SÃO PAULO, 25 MAR (ANSA) - A embaixada italiana no Brasil desmentiu categoricamente nesta sexta-feira (25) a reportagem publicada pela revista "Veja" de que o ex-presidente Luiz Inácio Lula da Silva e seus aliados teriam conversado com o embaixador Raffaele Trombetta sobre um "plano secreto" para tirar o petista do país e lhe conceder asilo político na Itália. Em um comunicado oficial enviado à ANSA, a embaixada desmentiu os fatos relatados pela revista sobre supostas conversas entre aliados de Lula e Trombetta em Brasília. "As informações referentes ao evento ocorrido na embaixada e às supostas conversas do embaixador Raffaele Trombetta são inverídicas", anunciou a sede diplomática italiana no Brasil. O comunicado oficial também esclareceu que, quando foi procurado pela "Veja" para se pronunciar sobre o assunto por telefone, o chefe de gabinete de Trombetta, Alberto La Bella, disse que "não queria comentar fatos que, no que tange à embaixada, eram e são totalmente inexistentes". Sobre a foto de Trombetta publicada pela revista em um evento no Palácio do Planalto, a embaixada explicou que "a pessoa destacada na fotografia e sentada em uma das primeiras fileiras não é Trombetta, como pode-se constatar facilmente". "O embaixador Trombetta estava sentado, junto com os outros embaixadores, no espaço reservado ao corpo diplomático", disse a nota.   

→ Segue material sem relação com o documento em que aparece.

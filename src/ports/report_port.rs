//! Report delivery port trait.

use crate::domain::error::TrendbandError;

/// Port for delivering a rendered report to its channel.
pub trait ReportPort {
    fn deliver(&self, report: &str) -> Result<(), TrendbandError>;
}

Na reportagem, que consta na edição recente da revista, a "Veja" afirma que o embaixador promoveu um jantar em Brasília no dia 16 de março, para cerca de 40 convidados, entre eles aliados de Lula, e que neste encontro Trombetta e amigos do petista teriam comentado sobre as conseqüências do ex-presidente solicitar asilo à embaixada italiana.   

"O plano prevê que Lula pediria asilo a uma embaixada, de preferência a da Itália, depois de negociar uma espécie de salvo-conduto no Congresso, que lhe daria permissão para deslocar-se da embaixada até o aeroporto sem ser detido - e, do aeroporto, voaria para o país do asilo", publicou a revista.